▽

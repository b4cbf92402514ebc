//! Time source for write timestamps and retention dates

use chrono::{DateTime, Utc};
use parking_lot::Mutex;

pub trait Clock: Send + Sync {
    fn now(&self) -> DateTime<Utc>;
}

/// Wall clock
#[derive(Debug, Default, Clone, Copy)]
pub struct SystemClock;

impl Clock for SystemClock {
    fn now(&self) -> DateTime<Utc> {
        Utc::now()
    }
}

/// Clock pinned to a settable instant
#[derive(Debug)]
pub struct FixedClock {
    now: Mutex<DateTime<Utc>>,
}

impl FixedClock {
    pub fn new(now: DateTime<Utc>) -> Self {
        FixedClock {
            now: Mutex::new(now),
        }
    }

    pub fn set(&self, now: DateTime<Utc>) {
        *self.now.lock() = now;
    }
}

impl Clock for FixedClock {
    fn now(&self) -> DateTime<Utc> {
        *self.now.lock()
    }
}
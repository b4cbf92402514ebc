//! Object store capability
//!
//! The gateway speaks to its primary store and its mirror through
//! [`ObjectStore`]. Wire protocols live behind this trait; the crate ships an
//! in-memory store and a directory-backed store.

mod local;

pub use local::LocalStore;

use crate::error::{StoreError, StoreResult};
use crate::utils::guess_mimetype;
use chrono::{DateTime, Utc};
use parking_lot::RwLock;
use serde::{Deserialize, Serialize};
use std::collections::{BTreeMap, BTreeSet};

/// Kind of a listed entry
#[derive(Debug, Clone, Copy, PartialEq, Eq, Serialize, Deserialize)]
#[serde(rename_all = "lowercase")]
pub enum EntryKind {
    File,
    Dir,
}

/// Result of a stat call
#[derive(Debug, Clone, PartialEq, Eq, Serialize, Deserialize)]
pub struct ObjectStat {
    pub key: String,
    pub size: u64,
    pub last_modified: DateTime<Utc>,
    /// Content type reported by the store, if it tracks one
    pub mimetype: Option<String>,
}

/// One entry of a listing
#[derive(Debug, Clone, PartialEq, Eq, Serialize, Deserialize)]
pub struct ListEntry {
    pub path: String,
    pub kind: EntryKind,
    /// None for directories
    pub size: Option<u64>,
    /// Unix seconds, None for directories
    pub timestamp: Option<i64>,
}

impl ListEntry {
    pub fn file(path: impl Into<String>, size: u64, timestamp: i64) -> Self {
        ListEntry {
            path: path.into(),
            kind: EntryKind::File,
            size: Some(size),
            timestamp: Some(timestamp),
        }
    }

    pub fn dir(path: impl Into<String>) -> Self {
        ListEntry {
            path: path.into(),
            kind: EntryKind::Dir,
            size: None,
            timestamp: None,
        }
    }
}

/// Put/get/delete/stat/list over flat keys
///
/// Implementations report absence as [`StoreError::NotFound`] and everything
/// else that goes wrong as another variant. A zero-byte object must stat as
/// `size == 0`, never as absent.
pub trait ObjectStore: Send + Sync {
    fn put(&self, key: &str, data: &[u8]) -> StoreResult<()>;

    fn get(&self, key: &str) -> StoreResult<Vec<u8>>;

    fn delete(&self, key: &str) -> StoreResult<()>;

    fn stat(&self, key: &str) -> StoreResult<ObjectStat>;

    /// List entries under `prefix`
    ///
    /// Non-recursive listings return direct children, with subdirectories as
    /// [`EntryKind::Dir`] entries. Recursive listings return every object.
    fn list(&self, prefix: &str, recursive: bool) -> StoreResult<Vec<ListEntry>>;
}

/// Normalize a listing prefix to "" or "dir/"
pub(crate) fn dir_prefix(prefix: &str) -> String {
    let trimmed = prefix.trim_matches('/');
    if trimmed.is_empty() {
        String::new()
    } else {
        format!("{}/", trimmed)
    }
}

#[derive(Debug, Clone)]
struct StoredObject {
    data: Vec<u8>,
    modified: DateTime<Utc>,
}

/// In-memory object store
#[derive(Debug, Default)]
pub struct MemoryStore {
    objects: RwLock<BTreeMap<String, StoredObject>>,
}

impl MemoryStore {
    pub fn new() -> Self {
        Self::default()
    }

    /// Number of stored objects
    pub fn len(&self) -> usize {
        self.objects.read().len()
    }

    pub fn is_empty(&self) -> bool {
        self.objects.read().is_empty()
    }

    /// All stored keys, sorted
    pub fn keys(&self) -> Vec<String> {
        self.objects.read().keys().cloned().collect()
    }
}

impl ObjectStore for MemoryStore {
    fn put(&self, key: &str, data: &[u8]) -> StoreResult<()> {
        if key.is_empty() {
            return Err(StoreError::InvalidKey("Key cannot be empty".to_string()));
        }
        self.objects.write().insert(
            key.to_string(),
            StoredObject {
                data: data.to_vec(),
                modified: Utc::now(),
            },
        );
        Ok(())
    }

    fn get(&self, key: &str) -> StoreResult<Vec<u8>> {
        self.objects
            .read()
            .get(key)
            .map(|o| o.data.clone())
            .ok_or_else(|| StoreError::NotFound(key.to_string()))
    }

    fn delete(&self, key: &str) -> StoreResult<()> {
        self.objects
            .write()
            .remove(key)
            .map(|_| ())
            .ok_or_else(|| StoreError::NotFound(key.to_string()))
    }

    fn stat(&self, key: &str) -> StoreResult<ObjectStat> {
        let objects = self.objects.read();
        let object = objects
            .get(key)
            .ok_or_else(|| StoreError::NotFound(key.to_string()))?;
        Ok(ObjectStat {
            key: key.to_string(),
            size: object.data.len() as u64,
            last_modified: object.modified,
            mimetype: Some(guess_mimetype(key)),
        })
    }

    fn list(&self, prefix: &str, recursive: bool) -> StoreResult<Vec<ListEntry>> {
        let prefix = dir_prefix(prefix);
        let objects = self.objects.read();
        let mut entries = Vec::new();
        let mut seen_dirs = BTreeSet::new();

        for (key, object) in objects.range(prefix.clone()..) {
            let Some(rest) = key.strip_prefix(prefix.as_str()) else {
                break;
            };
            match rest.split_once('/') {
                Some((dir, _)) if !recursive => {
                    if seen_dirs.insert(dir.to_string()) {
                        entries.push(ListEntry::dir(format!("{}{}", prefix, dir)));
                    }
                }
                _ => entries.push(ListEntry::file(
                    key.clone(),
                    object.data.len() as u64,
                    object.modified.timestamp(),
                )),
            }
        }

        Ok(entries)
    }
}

△

• Task brief: Where in the entries does the word "insert" occur? Copy out each line that has it.

• Solution:
        self.objects.write().insert(
                    if seen_dirs.insert(dir.to_string()) {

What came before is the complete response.